__RECORDS SUPPLIED__:
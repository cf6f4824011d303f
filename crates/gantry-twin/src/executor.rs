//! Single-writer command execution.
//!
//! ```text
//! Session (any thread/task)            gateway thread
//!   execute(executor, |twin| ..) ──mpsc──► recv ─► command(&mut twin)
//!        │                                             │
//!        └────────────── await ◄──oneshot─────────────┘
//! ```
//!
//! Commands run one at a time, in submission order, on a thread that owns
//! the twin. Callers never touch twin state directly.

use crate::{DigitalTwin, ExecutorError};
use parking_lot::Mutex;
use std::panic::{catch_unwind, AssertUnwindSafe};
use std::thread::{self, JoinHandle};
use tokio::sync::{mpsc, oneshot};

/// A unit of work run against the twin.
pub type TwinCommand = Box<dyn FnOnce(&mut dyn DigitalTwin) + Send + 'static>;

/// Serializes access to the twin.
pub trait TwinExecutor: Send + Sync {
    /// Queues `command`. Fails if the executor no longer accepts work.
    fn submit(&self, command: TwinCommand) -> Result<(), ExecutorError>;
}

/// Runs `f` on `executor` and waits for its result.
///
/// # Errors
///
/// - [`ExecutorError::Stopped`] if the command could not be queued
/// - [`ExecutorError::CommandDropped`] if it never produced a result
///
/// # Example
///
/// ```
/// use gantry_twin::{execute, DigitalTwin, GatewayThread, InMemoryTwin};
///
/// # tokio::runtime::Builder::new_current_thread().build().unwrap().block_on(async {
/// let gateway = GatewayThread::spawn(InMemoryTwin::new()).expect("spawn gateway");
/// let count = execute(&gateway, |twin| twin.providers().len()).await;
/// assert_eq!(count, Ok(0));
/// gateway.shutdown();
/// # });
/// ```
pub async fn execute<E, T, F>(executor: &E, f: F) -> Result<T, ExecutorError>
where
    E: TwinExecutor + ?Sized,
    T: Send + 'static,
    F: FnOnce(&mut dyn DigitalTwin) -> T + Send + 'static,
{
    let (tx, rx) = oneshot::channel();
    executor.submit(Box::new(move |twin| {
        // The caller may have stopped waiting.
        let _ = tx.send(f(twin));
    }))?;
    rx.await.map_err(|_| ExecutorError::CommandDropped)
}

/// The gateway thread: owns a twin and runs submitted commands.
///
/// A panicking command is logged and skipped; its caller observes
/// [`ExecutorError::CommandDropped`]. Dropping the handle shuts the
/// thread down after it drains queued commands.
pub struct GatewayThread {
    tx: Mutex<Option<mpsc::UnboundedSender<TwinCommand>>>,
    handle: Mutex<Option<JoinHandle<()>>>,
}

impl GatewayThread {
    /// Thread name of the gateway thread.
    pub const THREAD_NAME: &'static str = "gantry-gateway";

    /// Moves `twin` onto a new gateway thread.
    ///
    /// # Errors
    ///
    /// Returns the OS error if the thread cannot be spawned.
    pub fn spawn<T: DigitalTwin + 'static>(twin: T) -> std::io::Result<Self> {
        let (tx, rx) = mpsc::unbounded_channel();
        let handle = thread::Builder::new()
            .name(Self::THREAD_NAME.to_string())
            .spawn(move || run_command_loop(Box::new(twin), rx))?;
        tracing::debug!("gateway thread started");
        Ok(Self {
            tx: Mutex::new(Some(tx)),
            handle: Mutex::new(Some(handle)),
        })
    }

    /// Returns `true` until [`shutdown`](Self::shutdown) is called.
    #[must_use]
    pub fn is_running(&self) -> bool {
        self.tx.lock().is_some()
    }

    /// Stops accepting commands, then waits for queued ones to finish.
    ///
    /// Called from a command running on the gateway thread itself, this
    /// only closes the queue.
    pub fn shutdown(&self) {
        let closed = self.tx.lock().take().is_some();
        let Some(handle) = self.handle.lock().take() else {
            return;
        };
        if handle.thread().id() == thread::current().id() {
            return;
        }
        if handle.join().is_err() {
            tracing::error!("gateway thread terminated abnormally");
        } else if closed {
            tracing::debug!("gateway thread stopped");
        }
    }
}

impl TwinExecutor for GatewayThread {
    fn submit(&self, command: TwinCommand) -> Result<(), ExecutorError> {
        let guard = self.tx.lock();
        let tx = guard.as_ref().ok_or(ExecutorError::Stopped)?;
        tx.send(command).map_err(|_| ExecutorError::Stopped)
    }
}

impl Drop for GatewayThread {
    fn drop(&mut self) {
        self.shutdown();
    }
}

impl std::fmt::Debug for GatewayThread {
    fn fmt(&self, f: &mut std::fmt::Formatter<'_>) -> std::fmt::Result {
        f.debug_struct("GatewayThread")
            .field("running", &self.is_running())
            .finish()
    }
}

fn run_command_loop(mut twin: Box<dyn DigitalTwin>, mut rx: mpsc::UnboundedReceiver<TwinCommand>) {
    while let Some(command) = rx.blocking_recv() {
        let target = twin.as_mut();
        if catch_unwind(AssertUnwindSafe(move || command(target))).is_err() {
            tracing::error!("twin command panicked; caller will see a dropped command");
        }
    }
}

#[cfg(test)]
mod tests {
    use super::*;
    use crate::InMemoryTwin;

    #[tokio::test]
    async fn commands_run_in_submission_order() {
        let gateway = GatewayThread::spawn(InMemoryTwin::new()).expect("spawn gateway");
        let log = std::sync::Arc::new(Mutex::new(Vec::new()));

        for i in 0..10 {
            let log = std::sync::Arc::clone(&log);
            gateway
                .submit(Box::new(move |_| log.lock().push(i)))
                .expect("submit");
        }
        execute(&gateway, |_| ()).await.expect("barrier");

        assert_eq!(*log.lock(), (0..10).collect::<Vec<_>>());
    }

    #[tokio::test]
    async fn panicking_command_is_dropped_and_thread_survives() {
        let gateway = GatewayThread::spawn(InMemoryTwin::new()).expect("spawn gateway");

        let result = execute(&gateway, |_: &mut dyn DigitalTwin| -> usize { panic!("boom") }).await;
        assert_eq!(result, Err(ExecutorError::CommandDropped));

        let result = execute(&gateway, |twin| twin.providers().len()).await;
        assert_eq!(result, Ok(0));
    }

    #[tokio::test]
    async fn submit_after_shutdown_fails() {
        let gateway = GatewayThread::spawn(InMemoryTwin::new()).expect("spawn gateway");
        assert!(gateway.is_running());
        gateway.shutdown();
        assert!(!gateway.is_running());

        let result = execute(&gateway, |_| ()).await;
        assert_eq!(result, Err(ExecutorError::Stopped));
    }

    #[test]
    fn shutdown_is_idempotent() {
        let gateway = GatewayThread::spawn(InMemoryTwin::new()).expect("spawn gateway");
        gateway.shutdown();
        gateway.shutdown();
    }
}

...

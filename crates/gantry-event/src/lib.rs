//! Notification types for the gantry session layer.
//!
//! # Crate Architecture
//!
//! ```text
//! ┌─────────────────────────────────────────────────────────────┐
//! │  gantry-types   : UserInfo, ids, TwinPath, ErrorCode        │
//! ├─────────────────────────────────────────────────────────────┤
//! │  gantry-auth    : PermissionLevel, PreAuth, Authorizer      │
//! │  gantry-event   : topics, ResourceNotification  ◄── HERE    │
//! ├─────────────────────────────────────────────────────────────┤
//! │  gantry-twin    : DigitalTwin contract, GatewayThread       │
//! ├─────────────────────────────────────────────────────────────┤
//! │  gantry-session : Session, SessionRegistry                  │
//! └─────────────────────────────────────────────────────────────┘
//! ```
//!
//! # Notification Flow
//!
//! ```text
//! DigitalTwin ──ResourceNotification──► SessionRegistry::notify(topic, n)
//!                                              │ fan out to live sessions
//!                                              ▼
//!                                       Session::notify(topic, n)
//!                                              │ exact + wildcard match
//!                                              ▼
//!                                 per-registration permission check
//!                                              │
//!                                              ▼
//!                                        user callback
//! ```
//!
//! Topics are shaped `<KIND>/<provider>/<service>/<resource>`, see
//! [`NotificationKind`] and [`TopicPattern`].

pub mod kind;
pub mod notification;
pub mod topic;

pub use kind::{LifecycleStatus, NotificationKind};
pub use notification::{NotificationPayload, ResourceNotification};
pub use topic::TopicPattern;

---

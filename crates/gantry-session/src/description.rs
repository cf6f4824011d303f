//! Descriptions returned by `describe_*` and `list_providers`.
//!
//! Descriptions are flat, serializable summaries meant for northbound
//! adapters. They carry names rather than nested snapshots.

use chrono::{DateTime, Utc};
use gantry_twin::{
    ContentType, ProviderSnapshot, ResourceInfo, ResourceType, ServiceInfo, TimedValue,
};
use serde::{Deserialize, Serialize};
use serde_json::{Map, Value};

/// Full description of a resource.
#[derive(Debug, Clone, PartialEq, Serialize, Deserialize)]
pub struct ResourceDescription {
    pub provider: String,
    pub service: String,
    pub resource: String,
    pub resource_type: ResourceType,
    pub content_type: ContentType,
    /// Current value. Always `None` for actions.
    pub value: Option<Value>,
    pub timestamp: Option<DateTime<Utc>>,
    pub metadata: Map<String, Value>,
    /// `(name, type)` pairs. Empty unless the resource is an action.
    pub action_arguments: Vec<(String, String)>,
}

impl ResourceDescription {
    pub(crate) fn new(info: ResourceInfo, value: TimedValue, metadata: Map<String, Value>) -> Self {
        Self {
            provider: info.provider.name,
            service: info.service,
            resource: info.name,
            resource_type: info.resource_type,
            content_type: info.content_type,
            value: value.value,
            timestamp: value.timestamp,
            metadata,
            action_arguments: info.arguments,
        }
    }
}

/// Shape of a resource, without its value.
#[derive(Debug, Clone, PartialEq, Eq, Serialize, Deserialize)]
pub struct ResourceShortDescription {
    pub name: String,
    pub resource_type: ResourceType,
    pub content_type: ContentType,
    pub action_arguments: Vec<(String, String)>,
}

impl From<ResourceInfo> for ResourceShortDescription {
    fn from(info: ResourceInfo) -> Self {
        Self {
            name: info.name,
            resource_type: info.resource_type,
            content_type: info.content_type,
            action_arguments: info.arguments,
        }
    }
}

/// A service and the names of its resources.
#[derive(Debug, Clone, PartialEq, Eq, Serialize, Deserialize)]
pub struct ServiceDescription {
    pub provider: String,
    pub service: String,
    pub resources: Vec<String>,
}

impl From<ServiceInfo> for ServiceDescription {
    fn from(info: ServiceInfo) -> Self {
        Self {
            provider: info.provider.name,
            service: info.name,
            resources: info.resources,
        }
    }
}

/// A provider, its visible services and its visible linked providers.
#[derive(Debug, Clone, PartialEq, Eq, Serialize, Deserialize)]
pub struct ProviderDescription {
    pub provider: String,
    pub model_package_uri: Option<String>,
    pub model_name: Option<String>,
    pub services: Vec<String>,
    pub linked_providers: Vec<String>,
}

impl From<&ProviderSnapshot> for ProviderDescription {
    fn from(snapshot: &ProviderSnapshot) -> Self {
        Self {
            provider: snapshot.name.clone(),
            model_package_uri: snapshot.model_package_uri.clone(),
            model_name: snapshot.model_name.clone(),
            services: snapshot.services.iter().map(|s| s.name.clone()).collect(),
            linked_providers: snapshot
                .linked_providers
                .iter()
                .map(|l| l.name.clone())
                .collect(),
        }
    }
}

__TASK OBJECTIVE__:
If a line holds the string "static", it counts; please state how many such lines there are in the data, with nothing more.

__RESULT FOR THIS TASK__:
5